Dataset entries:
++++

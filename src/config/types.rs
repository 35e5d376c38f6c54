use serde::Deserialize;

/// Served-path prefix under which localized resources are exposed
pub const DEFAULT_SERVED_PREFIX: &str = "/niko/";

/// Name of the directory (next to the source card) receiving rewritten cards
pub const DEFAULT_OUTPUT_DIR_NAME: &str = "localized";

/// Number of concurrent download workers
pub const DEFAULT_MAX_WORKERS: usize = 8;

/// Hosts that are only reachable through a proxy in common setups
pub const DEFAULT_FORCE_PROXY: &[&str] = &[
    "gitgud.io",
    "raw.githubusercontent.com",
    "cdn.jsdelivr.net",
    "github.com",
    "fonts.googleapis.com",
    "files.catbox.moe",
];

/// Main configuration structure for Card-Localizer
#[derive(Debug, Clone, Default, Deserialize)]
pub struct Config {
    #[serde(default)]
    pub localizer: LocalizerConfig,
    #[serde(default)]
    pub network: NetworkConfig,
}

/// Where localized resources and cards are written
#[derive(Debug, Clone, Deserialize)]
pub struct LocalizerConfig {
    /// Public directory of the serving application; resources land under
    /// `<base-path>/<served-prefix>/<character>/`
    #[serde(rename = "base-path", default)]
    pub base_path: Option<String>,

    /// Served-path prefix, starting and ending with '/'
    #[serde(rename = "served-prefix", default = "default_served_prefix")]
    pub served_prefix: String,

    /// Directory name, next to the source card, receiving rewritten cards
    #[serde(rename = "output-dir-name", default = "default_output_dir_name")]
    pub output_dir_name: String,

    /// Number of concurrent download workers
    #[serde(rename = "max-workers", default = "default_max_workers")]
    pub max_workers: usize,
}

impl Default for LocalizerConfig {
    fn default() -> Self {
        Self {
            base_path: None,
            served_prefix: default_served_prefix(),
            output_dir_name: default_output_dir_name(),
            max_workers: default_max_workers(),
        }
    }
}

/// Outbound HTTP configuration
#[derive(Debug, Clone, Deserialize)]
pub struct NetworkConfig {
    /// Proxy URL (http, https, socks5 or socks5h)
    #[serde(default)]
    pub proxy: Option<String>,

    /// Host patterns that must always go through the proxy
    #[serde(rename = "force-proxy", default = "default_force_proxy")]
    pub force_proxy: Vec<String>,

    /// User-Agent header sent with every request
    #[serde(rename = "user-agent", default = "default_user_agent")]
    pub user_agent: String,

    /// Timeout for direct requests, in seconds
    #[serde(rename = "request-timeout-secs", default = "default_request_timeout")]
    pub request_timeout_secs: u64,

    /// Timeout for proxied requests, in seconds
    #[serde(rename = "proxy-timeout-secs", default = "default_proxy_timeout")]
    pub proxy_timeout_secs: u64,
}

impl Default for NetworkConfig {
    fn default() -> Self {
        Self {
            proxy: None,
            force_proxy: default_force_proxy(),
            user_agent: default_user_agent(),
            request_timeout_secs: default_request_timeout(),
            proxy_timeout_secs: default_proxy_timeout(),
        }
    }
}

fn default_served_prefix() -> String {
    DEFAULT_SERVED_PREFIX.to_string()
}

fn default_output_dir_name() -> String {
    DEFAULT_OUTPUT_DIR_NAME.to_string()
}

fn default_max_workers() -> usize {
    DEFAULT_MAX_WORKERS
}

fn default_force_proxy() -> Vec<String> {
    DEFAULT_FORCE_PROXY.iter().map(|s| s.to_string()).collect()
}

fn default_user_agent() -> String {
    "Mozilla/5.0".to_string()
}

fn default_request_timeout() -> u64 {
    15
}

fn default_proxy_timeout() -> u64 {
    45
}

++++

# [Exercise objective]
Once you have read the records above, set each one down again exactly.

# [Task output]
filename src/config/types.rs
repository 35e5d376c38f6c54
use serde::Deserialize;

/// Served-path prefix under which localized resources are exposed
pub const DEFAULT_SERVED_PREFIX: &str = "/niko/";

/// Name of the directory (next to the source card) receiving rewritten cards
pub const DEFAULT_OUTPUT_DIR_NAME: &str = "localized";

/// Number of concurrent download workers
pub const DEFAULT_MAX_WORKERS: usize = 8;

/// Hosts that are only reachable through a proxy in common setups
pub const DEFAULT_FORCE_PROXY: &[&str] = &[
    "gitgud.io",
    "raw.githubusercontent.com",
    "cdn.jsdelivr.net",
    "github.com",
    "fonts.googleapis.com",
    "files.catbox.moe",
];

/// Main configuration structure for Card-Localizer
#[derive(Debug, Clone, Default, Deserialize)]
pub struct Config {
    #[serde(default)]
    pub localizer: LocalizerConfig,
    #[serde(default)]
    pub network: NetworkConfig,
}

/// Where localized resources and cards are written
#[derive(Debug, Clone, Deserialize)]
pub struct LocalizerConfig {
    /// Public directory of the serving application; resources land under
    /// `<base-path>/<served-prefix>/<character>/`
    #[serde(rename = "base-path", default)]
    pub base_path: Option<String>,

    /// Served-path prefix, starting and ending with '/'
    #[serde(rename = "served-prefix", default = "default_served_prefix")]
    pub served_prefix: String,

    /// Directory name, next to the source card, receiving rewritten cards
    #[serde(rename = "output-dir-name", default = "default_output_dir_name")]
    pub output_dir_name: String,

    /// Number of concurrent download workers
    #[serde(rename = "max-workers", default = "default_max_workers")]
    pub max_workers: usize,
}

impl Default for LocalizerConfig {
    fn default() -> Self {
        Self {
            base_path: None,
            served_prefix: default_served_prefix(),
            output_dir_name: default_output_dir_name(),
            max_workers: default_max_workers(),
        }
    }
}

/// Outbound HTTP configuration
#[derive(Debug, Clone, Deserialize)]
pub struct NetworkConfig {
    /// Proxy URL (http, https, socks5 or socks5h)
    #[serde(default)]
    pub proxy: Option<String>,

    /// Host patterns that must always go through the proxy
    #[serde(rename = "force-proxy", default = "default_force_proxy")]
    pub force_proxy: Vec<String>,

    /// User-Agent header sent with every request
    #[serde(rename = "user-agent", default = "default_user_agent")]
    pub user_agent: String,

    /// Timeout for direct requests, in seconds
    #[serde(rename = "request-timeout-secs", default = "default_request_timeout")]
    pub request_timeout_secs: u64,

    /// Timeout for proxied requests, in seconds
    #[serde(rename = "proxy-timeout-secs", default = "default_proxy_timeout")]
    pub proxy_timeout_secs: u64,
}

impl Default for NetworkConfig {
    fn default() -> Self {
        Self {
            proxy: None,
            force_proxy: default_force_proxy(),
            user_agent: default_user_agent(),
            request_timeout_secs: default_request_timeout(),
            proxy_timeout_secs: default_proxy_timeout(),
        }
    }
}

fn default_served_prefix() -> String {
    DEFAULT_SERVED_PREFIX.to_string()
}

fn default_output_dir_name() -> String {
    DEFAULT_OUTPUT_DIR_NAME.to_string()
}

fn default_max_workers() -> usize {
    DEFAULT_MAX_WORKERS
}

fn default_force_proxy() -> Vec<String> {
    DEFAULT_FORCE_PROXY.iter().map(|s| s.to_string()).collect()
}

fn default_user_agent() -> String {
    "Mozilla/5.0".to_string()
}

fn default_request_timeout() -> u64 {
    15
}

fn default_proxy_timeout() -> u64 {
    45
}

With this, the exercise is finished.